Conforme China se enmaraña ahora en la campaña, la relación bilateral entre Washington y Pekín se deteriora a pasos agigantados hasta llegar a lo que algunos, incluyendo el ministro de Exteriores chino, Wang Yi, consideran su punto más bajo desde que reanudaron relaciones en el año 1979. Y dos acciones ejecutivas firmadas por Trump el martes, una ley del Congreso que sanciona a individuos y entidades por la ley de Seguridad Nacional aprobada para Hong Kong y un decreto que elimina el trato preferencial que recibía la isla, hunden aún más a los dos países en la espiral de enfrentamiento.

"Hong Kong será ahora tratada igual que la China continental: sin privilegios especiales, sin tratamiento económico especial, sin exportación de tecnologías sensibles", explicó Trump en una rueda de prensa, a la que casi inmediatamente le llegó la respuesta de Pekín. El Ministerio de Exteriores chino anunció ayer, sin dar detalles, que "para salvaguardar sus intereses, China lanzará las respuestas requeridas, incluyendo imposición de sanciones en entidades y personal de EEUU relevantes". Y se condenaron las medidas de Washington como "una crasa interferencia en asuntos de Hong Kong y asuntos internos de China", acusando a la Casa Blanca de "violar gravemente el derecho internacional y normas básicas de relaciones internacionales".

La escalada de Hong Kong es trascendental, pero es también el último ejemplo de un cruce de acciones y réplicas intensificados en los últimos días.
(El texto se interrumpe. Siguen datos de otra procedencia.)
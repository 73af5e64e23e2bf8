//! HTTP-shaped request and response values.
//!
//! The protocol is defined over HTTP, but neither side of this workspace
//! depends on an HTTP framework. Transports build [`HttpRequest`] values,
//! servers answer them with [`HttpResponse`] values, and whatever moves the
//! bytes in between only has to implement [`HttpService`] (or the client-side
//! equivalent in the engine crate).

use crate::error::{ProtocolError, ProtocolResult};
use crate::ids::DocId;
use crate::messages::WireMessage;

/// HTTP method.
#[derive(Debug, Clone, Copy, PartialEq, Eq)]
pub enum Method {
    /// GET.
    Get,
    /// POST.
    Post,
}

impl Method {
    /// Method name as it appears on the wire.
    pub fn as_str(self) -> &'static str {
        match self {
            Method::Get => "GET",
            Method::Post => "POST",
        }
    }
}

/// A request addressed to a stepsync server.
#[derive(Debug, Clone, PartialEq)]
pub struct HttpRequest {
    /// Method.
    pub method: Method,
    /// Path plus optional query, e.g. `/collab/doc1/steps?version=3`.
    pub target: String,
    /// Request body (JSON), empty for GET.
    pub body: Vec<u8>,
}

impl HttpRequest {
    /// Creates a GET request.
    pub fn get(target: impl Into<String>) -> Self {
        Self {
            method: Method::Get,
            target: target.into(),
            body: Vec::new(),
        }
    }

    /// Creates a POST request with a raw body.
    pub fn post(target: impl Into<String>, body: Vec<u8>) -> Self {
        Self {
            method: Method::Post,
            target: target.into(),
            body,
        }
    }

    /// Creates a POST request with an encoded message body.
    pub fn post_message<M: WireMessage>(
        target: impl Into<String>,
        message: &M,
    ) -> ProtocolResult<Self> {
        Ok(Self::post(target, message.encode()?))
    }

    /// The path component of the target.
    pub fn path(&self) -> &str {
        self.target
            .split_once('?')
            .map_or(self.target.as_str(), |(path, _)| path)
    }

    /// Looks up a query parameter by name.
    pub fn query_param(&self, name: &str) -> Option<&str> {
        let (_, query) = self.target.split_once('?')?;
        query.split('&').find_map(|pair| {
            let (key, value) = pair.split_once('=').unwrap_or((pair, ""));
            (key == name).then_some(value)
        })
    }
}

/// A response from a stepsync server.
#[derive(Debug, Clone, PartialEq)]
pub struct HttpResponse {
    /// Status code.
    pub status: u16,
    /// Response body (JSON).
    pub body: Vec<u8>,
}

impl HttpResponse {
    /// Creates a response from a status and an encodable message.
    ///
    /// Falls back to a bare 500 if the message cannot be encoded.
    pub fn json<M: WireMessage>(status: u16, message: &M) -> Self {
        match message.encode() {
            Ok(body) => Self { status, body },
            Err(_) => Self {
                status: 500,
                body: br#"{"error":"failed to encode response","code":"internal"}"#.to_vec(),
            },
        }
    }

    /// Returns true for 2xx statuses.
    pub fn is_success(&self) -> bool {
        (200..300).contains(&self.status)
    }

    /// Decodes the body as `M`.
    pub fn decode<M: WireMessage>(&self) -> ProtocolResult<M> {
        M::decode(&self.body)
    }
}

/// Anything that can answer stepsync HTTP requests in-process.
pub trait HttpService: Send + Sync {
    /// Handles one request.
    fn call(&self, request: HttpRequest) -> HttpResponse;
}

impl<S: HttpService + ?Sized> HttpService for std::sync::Arc<S> {
    fn call(&self, request: HttpRequest) -> HttpResponse {
        (**self).call(request)
    }
}

/// A request target resolved to a protocol endpoint.
#[derive(Debug, Clone, PartialEq, Eq)]
pub enum Route {
    /// `/health`.
    Health,
    /// `/collab/{docId}/steps`.
    Steps(DocId),
    /// `/collab/{docId}/reset`.
    Reset(DocId),
}

impl Route {
    /// Resolves a request path. Returns `Ok(None)` for unknown paths.
    pub fn resolve(path: &str) -> ProtocolResult<Option<Route>> {
        if path == paths::HEALTH {
            return Ok(Some(Route::Health));
        }
        let Some(rest) = path.strip_prefix("/collab/") else {
            return Ok(None);
        };
        let Some((doc, endpoint)) = rest.split_once('/') else {
            return Ok(None);
        };
        let route: fn(DocId) -> Route = match endpoint {
            "steps" => Route::Steps,
            "reset" => Route::Reset,
            _ => return Ok(None),
        };
        Ok(Some(route(DocId::new(doc)?)))
    }
}

/// Builders for request targets.
pub mod paths {
    use super::*;

    /// Health check path.
    pub const HEALTH: &str = "/health";

    /// `/collab/{docId}/steps`.
    pub fn steps(doc: &DocId) -> String {
        format!("/collab/{doc}/steps")
    }

    /// `/collab/{docId}/steps?version={since}`.
    pub fn steps_since(doc: &DocId, since: u64) -> String {
        format!("/collab/{doc}/steps?version={since}")
    }

    /// `/collab/{docId}/reset`.
    pub fn reset(doc: &DocId) -> String {
        format!("/collab/{doc}/reset")
    }

    /// Parses the `version` query parameter; absent means 0.
    pub fn parse_version(raw: Option<&str>) -> ProtocolResult<u64> {
        match raw {
            None | Some("") => Ok(0),
            Some(value) => value.parse().map_err(|_| {
                ProtocolError::invalid_request(format!("version must be an unsigned integer, got {value:?}"))
            }),
        }
    }
}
El martes mismo China anunció que impondrá sanciones al gigante de defensa estadounidense Lockheed Martin en represalia por la decisión de la Administración Trump de mantener la venta de armas a Taiwán, que el Departamento de Estado ratificó la semana pasada con el anuncio de un acuerdo de 620 millones de dólares con Taipei.

El lunes, además, China había anunciado sanciones contra cuatro prominentes republicanos, incluyendo los senadores Marco Rubio y Ted Cruz, como castigo por la decisión de la Administración Trump de sancionar a altos cargos chinos por la persecución de los uigures, castigo que llegó días después de que el presidente de EE UU estampara su firma en una ley sobre los derechos humanos de la minoría musulmana.